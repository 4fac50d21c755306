//! Inbound interface: descriptor text to document tree.
//!
//! The engine itself never parses; callers go through here first.

use descriptor_types::DataProductDescriptor;

use crate::error::RegistryResult;

/// Parse descriptor JSON. A literal `null` document yields `None`, which the
/// engine reports as a missing descriptor.
pub fn parse_descriptor(content: &str) -> RegistryResult<Option<DataProductDescriptor>> {
    let descriptor: Option<DataProductDescriptor> = serde_json::from_str(content)?;
    Ok(descriptor)
}

/// Pretty JSON rendering of a (possibly populated) descriptor.
pub fn to_pretty_json(descriptor: &DataProductDescriptor) -> RegistryResult<String> {
    Ok(serde_json::to_string_pretty(descriptor)?)
}
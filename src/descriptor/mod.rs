//! Data product descriptor validation and identity field generation.
//!
//! Layout, leaf first:
//! - `semver` - SemVer 2.0.0 predicate
//! - `identity` - FQN / mesh namespace / UUID v5 derivation
//! - `context` - per-run error accumulator and uniqueness registries
//! - `cursor` + `traversal` - the mode-parameterised walk over the tree
//! - `validator` - entry points
//!
//! `parse` and `variables` sit outside the engine: text in, text substitution.

pub mod context;
pub mod cursor;
pub mod identity;
pub mod parse;
pub mod semver;
pub mod traversal;
pub mod validator;
pub mod variables;

pub use context::ValidationContext;
pub use identity::{
    extract_mesh_namespace, generate_component_fqn, generate_id,
    generate_standard_definition_fqn, ComponentKind, DefinitionContext, PortKind,
};
pub use parse::{parse_descriptor, to_pretty_json};
pub use traversal::Mode;
pub use validator::{generate_only, run, validate, validate_and_generate, ValidationReport};
pub use variables::{extract_variables, parse_bindings, substitute, Substitution};
//! Publish use case for a data product descriptor version.
//!
//! Pipeline:
//!   1. Lifecycle guard (only approved products can be published)
//!   2. Variable substitution on the raw text
//!   3. Parse
//!   4. Validate and generate identity fields against the registered FQN
//!   5. Transition to `Published`
//!
//! The descriptor is owned by this function until it succeeds, so a document
//! that failed validation can never escape with half-generated fields.

use std::collections::HashMap;

use chrono::{DateTime, Utc};
use descriptor_types::DataProductDescriptor;
use serde::{Deserialize, Serialize};
use tracing::{info, warn};

use crate::descriptor::{parse_descriptor, substitute, validate_and_generate};
use crate::error::{RegistryError, RegistryResult};
use crate::lifecycle::{DataProductStatus, LifecycleAction};

#[derive(Debug, Clone)]
pub struct PublishRequest {
    /// FQN the data product was registered under
    pub data_product_fqn: String,
    pub current_status: DataProductStatus,
    /// Raw descriptor JSON, possibly containing `${name}` variables
    pub content: String,
    pub variables: HashMap<String, String>,
    /// Reject documents that still contain unbound variables
    pub strict_variables: bool,
}

#[derive(Debug, Clone, Serialize, Deserialize)]
pub struct PublishOutcome {
    pub descriptor: DataProductDescriptor,
    /// `info.id` after generation
    pub data_product_id: Option<String>,
    pub status: DataProductStatus,
    pub published_at: DateTime<Utc>,
}

pub fn publish_descriptor(request: PublishRequest) -> RegistryResult<PublishOutcome> {
    let status = request.current_status.apply(LifecycleAction::Publish)?;

    let substitution = substitute(&request.content, &request.variables);
    if request.strict_variables && !substitution.is_complete() {
        warn!(
            fqn = %request.data_product_fqn,
            unresolved = ?substitution.unresolved,
            "descriptor has unresolved variables"
        );
        return Err(RegistryError::UnresolvedVariables(substitution.unresolved));
    }

    let mut descriptor = parse_descriptor(&substitution.content)?;
    let data_product_id = {
        let populated = validate_and_generate(
            descriptor.as_mut(),
            Some(request.data_product_fqn.as_str()),
        )?;
        populated.info.as_ref().and_then(|i| i.id.clone())
    };
    let descriptor = descriptor.ok_or(RegistryError::MissingDescriptor)?;

    info!(
        fqn = %request.data_product_fqn,
        id = data_product_id.as_deref().unwrap_or_default(),
        "descriptor published"
    );

    Ok(PublishOutcome {
        descriptor,
        data_product_id,
        status,
        published_at: Utc::now(),
    })
}
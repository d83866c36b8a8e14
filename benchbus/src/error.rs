use std::time::Duration;

/// Errors that occur while decoding an RTU frame or the PDU it carries
///
/// The simulator never answers a frame that fails here: garbage on the line is
/// silently discarded. The test client folds these into a failed
/// [`ModbusTestResult`](crate::client::ModbusTestResult).
#[derive(Debug, Copy, Clone, PartialEq, Eq, thiserror::Error)]
pub enum ProtocolError {
    /// Frame is shorter than address + function code + CRC
    #[error("frame length of {0} bytes is below the minimum of 4")]
    TooShort(usize),
    /// Trailing CRC does not match the CRC calculated over the frame
    #[error("received CRC {received:#06X} does not match calculated CRC {expected:#06X}")]
    CrcMismatch {
        /// CRC carried in the frame
        received: u16,
        /// CRC computed over the frame contents
        expected: u16,
    },
    /// Function code not supported by the codec
    #[error("unsupported function code: {0:#04X}")]
    UnknownFunction(u8),
    /// PDU body has the wrong size for its function code
    #[error("PDU body of {actual} bytes, expected {expected}")]
    BadPayloadLength {
        /// length implied by the function code
        expected: usize,
        /// length actually received
        actual: usize,
    },
    /// Byte count prefix of a read response disagrees with what was requested or received
    #[error("byte count of {count} does not match the {expected} bytes expected")]
    ByteCountMismatch {
        /// byte count in the response
        count: usize,
        /// byte count implied by the request or frame length
        expected: usize,
    },
    /// Response came from a different unit than the one addressed
    #[error("response from unit {actual:#04X}, expected {expected:#04X}")]
    UnexpectedUnit {
        /// addressed unit
        expected: u8,
        /// unit found in the response
        actual: u8,
    },
    /// Response carries a different function code than the request
    #[error("response function code {actual:#04X}, expected {expected:#04X}")]
    UnexpectedFunction {
        /// function code of the request
        expected: u8,
        /// function code of the response
        actual: u8,
    },
    /// A write response did not echo the request
    #[error("write response does not echo the request")]
    ReplyEchoMismatch,
}

/// Errors raised by a byte or line transport
#[derive(Debug, Clone, PartialEq, Eq, thiserror::Error)]
pub enum ConnectionError {
    /// Operation requires an open connection
    #[error("not connected")]
    NotConnected,
    /// Port or socket could not be opened
    #[error("unable to open {target}: {reason}")]
    OpenFailed {
        /// serial path or socket address
        target: String,
        /// underlying failure
        reason: String,
    },
    /// I/O failure on an open channel
    #[error("I/O error: {0}")]
    Io(std::io::ErrorKind),
    /// No data arrived before the deadline
    #[error("no response within {0:?}")]
    Timeout(Duration),
    /// Peer closed the channel
    #[error("connection closed by peer")]
    Closed,
}

impl From<std::io::Error> for ConnectionError {
    fn from(err: std::io::Error) -> Self {
        match err.kind() {
            std::io::ErrorKind::UnexpectedEof => ConnectionError::Closed,
            kind => ConnectionError::Io(kind),
        }
    }
}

-*-*-

Only the data above, repeated exactly, should make up the reply.

repository 4fac50d21c755306
//! Inbound interface: descriptor text to document tree.
//!
//! The engine itself never parses; callers go through here first.

use descriptor_types::DataProductDescriptor;

use crate::error::RegistryResult;

/// Parse descriptor JSON. A literal `null` document yields `None`, which the
/// engine reports as a missing descriptor.
pub fn parse_descriptor(content: &str) -> RegistryResult<Option<DataProductDescriptor>> {
    let descriptor: Option<DataProductDescriptor> = serde_json::from_str(content)?;
    Ok(descriptor)
}

/// Pretty JSON rendering of a (possibly populated) descriptor.
pub fn to_pretty_json(descriptor: &DataProductDescriptor) -> RegistryResult<String> {
    Ok(serde_json::to_string_pretty(descriptor)?)
}
filename src/descriptor/mod.rs
//! Data product descriptor validation and identity field generation.
//!
//! Layout, leaf first:
//! - `semver` - SemVer 2.0.0 predicate
//! - `identity` - FQN / mesh namespace / UUID v5 derivation
//! - `context` - per-run error accumulator and uniqueness registries
//! - `cursor` + `traversal` - the mode-parameterised walk over the tree
//! - `validator` - entry points
//!
//! `parse` and `variables` sit outside the engine: text in, text substitution.

pub mod context;
pub mod cursor;
pub mod identity;
pub mod parse;
pub mod semver;
pub mod traversal;
pub mod validator;
pub mod variables;

pub use context::ValidationContext;
pub use identity::{
    extract_mesh_namespace, generate_component_fqn, generate_id,
    generate_standard_definition_fqn, ComponentKind, DefinitionContext, PortKind,
};
pub use parse::{parse_descriptor, to_pretty_json};
pub use traversal::Mode;
pub use validator::{generate_only, run, validate, validate_and_generate, ValidationReport};
pub use variables::{extract_variables, parse_bindings, substitute, Substitution};
//! Publish use case for a data product descriptor version.
//!
//! Pipeline:
//!   1. Lifecycle guard (only approved products can be published)
//!   2. Variable substitution on the raw text
//!   3. Parse
//!   4. Validate and generate identity fields against the registered FQN
//!   5. Transition to `Published`
//!
//! The descriptor is owned by this function until it succeeds, so a document
//! that failed validation can never escape with half-generated fields.

use std::collections::HashMap;

use chrono::{DateTime, Utc};
use descriptor_types::DataProductDescriptor;
use serde::{Deserialize, Serialize};
use tracing::{info, warn};

use crate::descriptor::{parse_descriptor, substitute, validate_and_generate};
use crate::error::{RegistryError, RegistryResult};
use crate::lifecycle::{DataProductStatus, LifecycleAction};

#[derive(Debug, Clone)]
pub struct PublishRequest {
    /// FQN the data product was registered under
    pub data_product_fqn: String,
    pub current_status: DataProductStatus,
    /// Raw descriptor JSON, possibly containing `${name}` variables
    pub content: String,
    pub variables: HashMap<String, String>,
    /// Reject documents that still contain unbound variables
    pub strict_variables: bool,
}

#[derive(Debug, Clone, Serialize, Deserialize)]
pub struct PublishOutcome {
    pub descriptor: DataProductDescriptor,
    /// `info.id` after generation
    pub data_product_id: Option<String>,
    pub status: DataProductStatus,
    pub published_at: DateTime<Utc>,
}

pub fn publish_descriptor(request: PublishRequest) -> RegistryResult<PublishOutcome> {
    let status = request.current_status.apply(LifecycleAction::Publish)?;

    let substitution = substitute(&request.content, &request.variables);
    if request.strict_variables && !substitution.is_complete() {
        warn!(
            fqn = %request.data_product_fqn,
            unresolved = ?substitution.unresolved,
            "descriptor has unresolved variables"
        );
        return Err(RegistryError::UnresolvedVariables(substitution.unresolved));
    }

    let mut descriptor = parse_descriptor(&substitution.content)?;
    let data_product_id = {
        let populated = validate_and_generate(
            descriptor.as_mut(),
            Some(request.data_product_fqn.as_str()),
        )?;
        populated.info.as_ref().and_then(|i| i.id.clone())
    };
    let descriptor = descriptor.ok_or(RegistryError::MissingDescriptor)?;

    info!(
        fqn = %request.data_product_fqn,
        id = data_product_id.as_deref().unwrap_or_default(),
        "descriptor published"
    );

    Ok(PublishOutcome {
        descriptor,
        data_product_id,
        status,
        published_at: Utc::now(),
    })
}
repository d83866c36b8a8e14
filename benchbus/src/error.rs
use std::time::Duration;

/// Errors that occur while decoding an RTU frame or the PDU it carries
///
/// The simulator never answers a frame that fails here: garbage on the line is
/// silently discarded. The test client folds these into a failed
/// [`ModbusTestResult`](crate::client::ModbusTestResult).
#[derive(Debug, Copy, Clone, PartialEq, Eq, thiserror::Error)]
pub enum ProtocolError {
    /// Frame is shorter than address + function code + CRC
    #[error("frame length of {0} bytes is below the minimum of 4")]
    TooShort(usize),
    /// Trailing CRC does not match the CRC calculated over the frame
    #[error("received CRC {received:#06X} does not match calculated CRC {expected:#06X}")]
    CrcMismatch {
        /// CRC carried in the frame
        received: u16,
        /// CRC computed over the frame contents
        expected: u16,
    },
    /// Function code not supported by the codec
    #[error("unsupported function code: {0:#04X}")]
    UnknownFunction(u8),
    /// PDU body has the wrong size for its function code
    #[error("PDU body of {actual} bytes, expected {expected}")]
    BadPayloadLength {
        /// length implied by the function code
        expected: usize,
        /// length actually received
        actual: usize,
    },
    /// Byte count prefix of a read response disagrees with what was requested or received
    #[error("byte count of {count} does not match the {expected} bytes expected")]
    ByteCountMismatch {
        /// byte count in the response
        count: usize,
        /// byte count implied by the request or frame length
        expected: usize,
    },
    /// Response came from a different unit than the one addressed
    #[error("response from unit {actual:#04X}, expected {expected:#04X}")]
    UnexpectedUnit {
        /// addressed unit
        expected: u8,
        /// unit found in the response
        actual: u8,
    },
    /// Response carries a different function code than the request
    #[error("response function code {actual:#04X}, expected {expected:#04X}")]
    UnexpectedFunction {
        /// function code of the request
        expected: u8,
        /// function code of the response
        actual: u8,
    },
    /// A write response did not echo the request
    #[error("write response does not echo the request")]
    ReplyEchoMismatch,
}

/// Errors raised by a byte or line transport
#[derive(Debug, Clone, PartialEq, Eq, thiserror::Error)]
pub enum ConnectionError {
    /// Operation requires an open connection
    #[error("not connected")]
    NotConnected,
    /// Port or socket could not be opened
    #[error("unable to open {target}: {reason}")]
    OpenFailed {
        /// serial path or socket address
        target: String,
        /// underlying failure
        reason: String,
    },
    /// I/O failure on an open channel
    #[error("I/O error: {0}")]
    Io(std::io::ErrorKind),
    /// No data arrived before the deadline
    #[error("no response within {0:?}")]
    Timeout(Duration),
    /// Peer closed the channel
    #[error("connection closed by peer")]
    Closed,
}

impl From<std::io::Error> for ConnectionError {
    fn from(err: std::io::Error) -> Self {
        match err.kind() {
            std::io::ErrorKind::UnexpectedEof => ConnectionError::Closed,
            kind => ConnectionError::Io(kind),
        }
    }
}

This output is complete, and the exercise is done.